(Task details) What are the lines of the listing below, word for word, from the first down to the one that contains "every side, the"?

----

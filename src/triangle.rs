use crate::element::{LH, NH, TH};

/// Triangle of a coherent triangulation.
///
/// The side `i` of a triangle is the edge opposite to its node `i`, i.e. the
/// edge from node `(i + 1) % 3` to node `(i + 2) % 3`. For every side, the
/// triangle keeps the neighboring triangle across it, the node of that
/// neighbor opposite to the side, and the link of the side when links are
/// computed.
///
/// A triangle that was removed from the triangulation is empty. It keeps its
/// slot, so that the handles of other triangles stay valid, but it has no
/// nodes and no connections.
#[derive(Debug, Clone, Default)]
pub struct Triangle {
    nodes: Option<[NH; 3]>,
    pub(crate) connected: [Option<TH>; 3],
    pub(crate) opposite: [Option<NH>; 3],
    pub(crate) links: [Option<LH>; 3],
}

impl Triangle {
    pub(crate) fn new(nodes: [NH; 3]) -> Self {
        Triangle {
            nodes: Some(nodes),
            ..Default::default()
        }
    }

    pub(crate) fn set_nodes(&mut self, nodes: Option<[NH; 3]>) {
        self.nodes = nodes;
    }

    pub fn nodes(&self) -> Option<[NH; 3]> {
        self.nodes
    }

    pub fn node(&self, i: usize) -> Option<NH> {
        self.nodes.and_then(|nodes| nodes.get(i).copied())
    }

    pub fn is_empty(&self) -> bool {
        self.nodes.is_none()
    }

    pub fn contains(&self, n: NH) -> bool {
        self.nodes.is_some_and(|nodes| nodes.contains(&n))
    }

    /// The triangle across side `i`, if any.
    pub fn neighbor(&self, i: usize) -> Option<TH> {
        self.connected.get(i).copied().flatten()
    }

    /// The node of the neighbor across side `i` that is not on this side.
    pub fn opposite_node(&self, i: usize) -> Option<NH> {
        self.opposite.get(i).copied().flatten()
    }

    /// The link of side `i`, if links are computed.
    pub fn link(&self, i: usize) -> Option<LH> {
        self.links.get(i).copied().flatten()
    }

    /// Number of sides that have a neighbor.
    pub fn num_connections(&self) -> usize {
        self.connected.iter().filter(|c| c.is_some()).count()
    }

    /// The two nodes of side `i`, in the order this triangle traverses them.
    pub fn edge(&self, i: usize) -> Option<(NH, NH)> {
        if i > 2 {
            return None;
        }
        self.nodes
            .map(|nodes| (nodes[(i + 1) % 3], nodes[(i + 2) % 3]))
    }

    /// Find the side joining nodes `a` and `b`, in either direction.
    pub fn side_of_edge(&self, a: NH, b: NH) -> Option<usize> {
        let nodes = self.nodes?;
        (0..3).find(|&i| {
            let (x, y) = (nodes[(i + 1) % 3], nodes[(i + 2) % 3]);
            (x == a && y == b) || (x == b && y == a)
        })
    }

    /// Find the side across which `t` is connected to this triangle.
    pub fn side_of_neighbor(&self, t: TH) -> Option<usize> {
        self.connected.iter().position(|c| *c == Some(t))
    }

    /// Forget all connections, keeping the nodes.
    pub(crate) fn disconnect(&mut self) {
        self.connected = [None; 3];
        self.opposite = [None; 3];
        self.links = [None; 3];
    }
}

/// Check if any two of the three nodes are the same.
pub(crate) fn is_degenerate(nodes: &[NH; 3]) -> bool {
    nodes[0] == nodes[1] || nodes[1] == nodes[2] || nodes[2] == nodes[0]
}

----

(Response area)
filename src/triangle.rs
use crate::element::{LH, NH, TH};

/// Triangle of a coherent triangulation.
///
/// The side `i` of a triangle is the edge opposite to its node `i`, i.e. the
/// edge from node `(i + 1) % 3` to node `(i + 2) % 3`. For every side, the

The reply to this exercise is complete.